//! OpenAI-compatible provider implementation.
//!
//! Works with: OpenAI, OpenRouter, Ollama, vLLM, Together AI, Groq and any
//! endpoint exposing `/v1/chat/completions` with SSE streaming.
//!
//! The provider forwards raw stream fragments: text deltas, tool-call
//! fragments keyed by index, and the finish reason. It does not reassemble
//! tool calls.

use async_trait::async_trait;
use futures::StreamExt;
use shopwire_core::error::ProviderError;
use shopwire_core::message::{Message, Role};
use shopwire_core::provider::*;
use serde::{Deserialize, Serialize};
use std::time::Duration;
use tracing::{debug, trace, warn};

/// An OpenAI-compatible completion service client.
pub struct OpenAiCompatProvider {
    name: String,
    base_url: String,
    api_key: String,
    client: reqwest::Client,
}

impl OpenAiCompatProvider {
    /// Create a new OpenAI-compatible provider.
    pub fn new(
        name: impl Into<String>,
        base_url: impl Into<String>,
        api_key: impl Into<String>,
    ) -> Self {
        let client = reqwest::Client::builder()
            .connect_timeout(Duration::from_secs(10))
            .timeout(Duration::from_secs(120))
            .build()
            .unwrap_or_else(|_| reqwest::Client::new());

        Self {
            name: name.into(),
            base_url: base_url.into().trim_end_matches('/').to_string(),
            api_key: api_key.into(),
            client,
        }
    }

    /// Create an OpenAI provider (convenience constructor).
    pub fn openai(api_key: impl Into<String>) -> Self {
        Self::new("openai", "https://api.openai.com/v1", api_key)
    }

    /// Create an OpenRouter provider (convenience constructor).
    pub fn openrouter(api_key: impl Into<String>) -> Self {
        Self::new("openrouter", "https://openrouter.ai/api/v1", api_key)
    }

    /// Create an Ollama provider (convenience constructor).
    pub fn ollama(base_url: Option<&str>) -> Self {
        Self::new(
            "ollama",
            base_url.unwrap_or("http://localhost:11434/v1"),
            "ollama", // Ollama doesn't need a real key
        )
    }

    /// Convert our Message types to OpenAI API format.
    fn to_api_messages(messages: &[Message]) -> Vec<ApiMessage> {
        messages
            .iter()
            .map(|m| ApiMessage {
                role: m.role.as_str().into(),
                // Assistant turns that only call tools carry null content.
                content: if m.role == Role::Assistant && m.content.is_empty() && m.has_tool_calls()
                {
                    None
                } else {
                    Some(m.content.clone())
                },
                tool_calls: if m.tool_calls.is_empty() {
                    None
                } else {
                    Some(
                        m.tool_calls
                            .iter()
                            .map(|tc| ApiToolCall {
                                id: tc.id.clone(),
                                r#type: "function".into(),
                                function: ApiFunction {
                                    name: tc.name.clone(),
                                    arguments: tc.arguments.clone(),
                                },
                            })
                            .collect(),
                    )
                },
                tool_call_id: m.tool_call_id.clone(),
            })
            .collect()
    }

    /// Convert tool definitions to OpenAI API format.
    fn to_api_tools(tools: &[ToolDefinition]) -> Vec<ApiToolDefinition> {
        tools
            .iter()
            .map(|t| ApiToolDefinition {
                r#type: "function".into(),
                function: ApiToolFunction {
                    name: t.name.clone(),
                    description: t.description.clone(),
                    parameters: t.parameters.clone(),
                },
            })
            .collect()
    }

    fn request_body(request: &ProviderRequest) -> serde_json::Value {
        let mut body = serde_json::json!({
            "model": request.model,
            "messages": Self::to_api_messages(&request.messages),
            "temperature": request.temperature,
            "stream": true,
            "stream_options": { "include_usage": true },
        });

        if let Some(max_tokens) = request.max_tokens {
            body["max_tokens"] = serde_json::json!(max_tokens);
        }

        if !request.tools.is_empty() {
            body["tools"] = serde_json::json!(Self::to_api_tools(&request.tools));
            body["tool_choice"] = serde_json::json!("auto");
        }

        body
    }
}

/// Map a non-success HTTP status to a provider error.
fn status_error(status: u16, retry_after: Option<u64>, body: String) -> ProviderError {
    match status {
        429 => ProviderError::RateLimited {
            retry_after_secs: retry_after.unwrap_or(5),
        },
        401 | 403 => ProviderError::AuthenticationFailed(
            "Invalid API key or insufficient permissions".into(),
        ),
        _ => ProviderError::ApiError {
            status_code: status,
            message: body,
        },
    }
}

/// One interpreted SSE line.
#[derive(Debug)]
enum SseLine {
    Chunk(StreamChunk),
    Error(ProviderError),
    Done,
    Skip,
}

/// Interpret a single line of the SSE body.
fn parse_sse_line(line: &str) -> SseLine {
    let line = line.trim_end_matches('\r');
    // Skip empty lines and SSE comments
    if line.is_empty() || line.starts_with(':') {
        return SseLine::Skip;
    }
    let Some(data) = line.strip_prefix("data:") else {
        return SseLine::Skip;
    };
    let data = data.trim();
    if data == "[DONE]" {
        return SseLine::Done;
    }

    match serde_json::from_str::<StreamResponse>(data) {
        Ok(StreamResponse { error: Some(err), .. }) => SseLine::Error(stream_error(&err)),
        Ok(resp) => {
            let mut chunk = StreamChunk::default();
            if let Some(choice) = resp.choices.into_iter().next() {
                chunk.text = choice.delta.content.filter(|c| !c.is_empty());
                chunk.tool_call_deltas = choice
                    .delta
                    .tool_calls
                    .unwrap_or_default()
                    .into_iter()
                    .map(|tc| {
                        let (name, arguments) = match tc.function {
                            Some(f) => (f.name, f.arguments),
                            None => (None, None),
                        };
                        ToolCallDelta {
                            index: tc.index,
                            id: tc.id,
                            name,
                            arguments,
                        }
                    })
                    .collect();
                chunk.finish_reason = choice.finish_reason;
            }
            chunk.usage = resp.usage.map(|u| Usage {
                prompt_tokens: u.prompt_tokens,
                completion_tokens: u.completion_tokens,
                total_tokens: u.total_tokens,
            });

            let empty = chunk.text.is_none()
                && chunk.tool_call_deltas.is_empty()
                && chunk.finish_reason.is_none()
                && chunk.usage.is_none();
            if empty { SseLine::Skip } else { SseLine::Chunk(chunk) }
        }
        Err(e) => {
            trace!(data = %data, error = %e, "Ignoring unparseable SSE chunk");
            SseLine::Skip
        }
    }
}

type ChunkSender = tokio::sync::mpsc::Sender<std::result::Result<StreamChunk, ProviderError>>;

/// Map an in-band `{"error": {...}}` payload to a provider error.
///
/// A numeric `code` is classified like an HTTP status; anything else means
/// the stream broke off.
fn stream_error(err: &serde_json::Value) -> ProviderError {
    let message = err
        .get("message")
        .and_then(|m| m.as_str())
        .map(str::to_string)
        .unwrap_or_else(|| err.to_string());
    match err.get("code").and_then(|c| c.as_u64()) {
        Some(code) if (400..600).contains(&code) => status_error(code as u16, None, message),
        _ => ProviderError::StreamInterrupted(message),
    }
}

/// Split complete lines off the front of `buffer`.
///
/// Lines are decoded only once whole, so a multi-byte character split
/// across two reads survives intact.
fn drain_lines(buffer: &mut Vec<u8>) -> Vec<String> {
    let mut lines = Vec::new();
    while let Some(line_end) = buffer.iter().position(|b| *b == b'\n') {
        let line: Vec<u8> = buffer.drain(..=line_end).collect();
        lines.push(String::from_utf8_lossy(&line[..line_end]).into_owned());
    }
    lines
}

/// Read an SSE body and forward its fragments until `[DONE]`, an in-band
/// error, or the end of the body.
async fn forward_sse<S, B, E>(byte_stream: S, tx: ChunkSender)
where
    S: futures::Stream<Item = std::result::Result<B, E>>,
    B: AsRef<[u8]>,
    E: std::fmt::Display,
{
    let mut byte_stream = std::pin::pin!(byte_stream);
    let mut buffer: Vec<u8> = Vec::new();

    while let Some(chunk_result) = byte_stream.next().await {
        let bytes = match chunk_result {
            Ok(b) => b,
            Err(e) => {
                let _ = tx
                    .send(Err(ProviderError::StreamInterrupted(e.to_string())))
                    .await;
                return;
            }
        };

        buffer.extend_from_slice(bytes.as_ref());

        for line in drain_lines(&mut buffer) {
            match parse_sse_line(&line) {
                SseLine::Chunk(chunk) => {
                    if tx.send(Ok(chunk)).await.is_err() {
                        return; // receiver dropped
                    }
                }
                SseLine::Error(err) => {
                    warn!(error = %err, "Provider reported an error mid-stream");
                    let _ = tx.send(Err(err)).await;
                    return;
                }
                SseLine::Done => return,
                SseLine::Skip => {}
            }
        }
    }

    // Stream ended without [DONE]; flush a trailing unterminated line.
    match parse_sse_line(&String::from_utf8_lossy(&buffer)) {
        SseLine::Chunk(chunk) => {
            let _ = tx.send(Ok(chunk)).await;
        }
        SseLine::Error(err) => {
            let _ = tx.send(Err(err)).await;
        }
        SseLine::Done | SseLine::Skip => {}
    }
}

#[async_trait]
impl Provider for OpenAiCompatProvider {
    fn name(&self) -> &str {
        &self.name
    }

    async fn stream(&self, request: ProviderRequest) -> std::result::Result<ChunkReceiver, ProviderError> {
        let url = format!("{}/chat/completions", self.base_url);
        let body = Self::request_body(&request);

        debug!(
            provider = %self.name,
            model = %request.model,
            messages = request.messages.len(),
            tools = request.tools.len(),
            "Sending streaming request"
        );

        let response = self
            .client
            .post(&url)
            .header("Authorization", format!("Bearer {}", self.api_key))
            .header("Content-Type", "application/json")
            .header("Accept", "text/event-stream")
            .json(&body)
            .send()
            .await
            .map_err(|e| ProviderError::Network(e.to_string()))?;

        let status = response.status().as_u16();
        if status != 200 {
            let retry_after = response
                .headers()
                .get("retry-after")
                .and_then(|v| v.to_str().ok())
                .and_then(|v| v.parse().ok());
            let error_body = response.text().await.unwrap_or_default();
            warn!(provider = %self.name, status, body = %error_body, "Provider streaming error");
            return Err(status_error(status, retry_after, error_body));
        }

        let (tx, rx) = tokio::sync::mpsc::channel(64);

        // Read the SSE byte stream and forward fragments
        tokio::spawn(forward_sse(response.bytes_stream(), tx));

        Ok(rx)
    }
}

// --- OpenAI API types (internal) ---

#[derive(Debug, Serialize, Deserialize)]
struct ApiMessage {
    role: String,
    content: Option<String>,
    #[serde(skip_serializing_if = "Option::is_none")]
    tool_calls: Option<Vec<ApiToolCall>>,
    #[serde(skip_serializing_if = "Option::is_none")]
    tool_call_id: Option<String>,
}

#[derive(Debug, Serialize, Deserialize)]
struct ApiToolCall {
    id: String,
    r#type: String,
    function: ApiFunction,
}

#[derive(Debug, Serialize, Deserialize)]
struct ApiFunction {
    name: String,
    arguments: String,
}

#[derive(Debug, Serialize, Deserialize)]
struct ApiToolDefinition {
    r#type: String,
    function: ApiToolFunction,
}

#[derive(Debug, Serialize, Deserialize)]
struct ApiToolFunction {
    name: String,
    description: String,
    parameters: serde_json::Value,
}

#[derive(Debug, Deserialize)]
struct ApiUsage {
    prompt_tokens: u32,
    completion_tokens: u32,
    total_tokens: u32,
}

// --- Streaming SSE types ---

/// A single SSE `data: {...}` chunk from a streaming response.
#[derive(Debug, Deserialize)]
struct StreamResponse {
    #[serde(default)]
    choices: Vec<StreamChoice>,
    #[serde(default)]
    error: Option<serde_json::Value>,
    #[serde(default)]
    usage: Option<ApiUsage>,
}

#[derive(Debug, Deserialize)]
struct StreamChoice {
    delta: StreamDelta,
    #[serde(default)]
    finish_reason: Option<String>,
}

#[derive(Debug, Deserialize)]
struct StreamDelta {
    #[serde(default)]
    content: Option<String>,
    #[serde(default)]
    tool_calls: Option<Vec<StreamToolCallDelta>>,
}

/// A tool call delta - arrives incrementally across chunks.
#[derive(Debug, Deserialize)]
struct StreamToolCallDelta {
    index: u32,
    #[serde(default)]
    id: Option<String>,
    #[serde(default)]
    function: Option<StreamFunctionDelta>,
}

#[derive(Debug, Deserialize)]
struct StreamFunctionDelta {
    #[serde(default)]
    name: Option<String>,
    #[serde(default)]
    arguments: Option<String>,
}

════════

From the records above, transcribe without alteration every line from the one with "let retry_after = response" to the one with "let error_body = response.text().await.unwrap_or_default();", inclusive.

            let retry_after = response
                .headers()
                .get("retry-after")
                .and_then(|v| v.to_str().ok())
                .and_then(|v| v.parse().ok());
            let error_body = response.text().await.unwrap_or_default();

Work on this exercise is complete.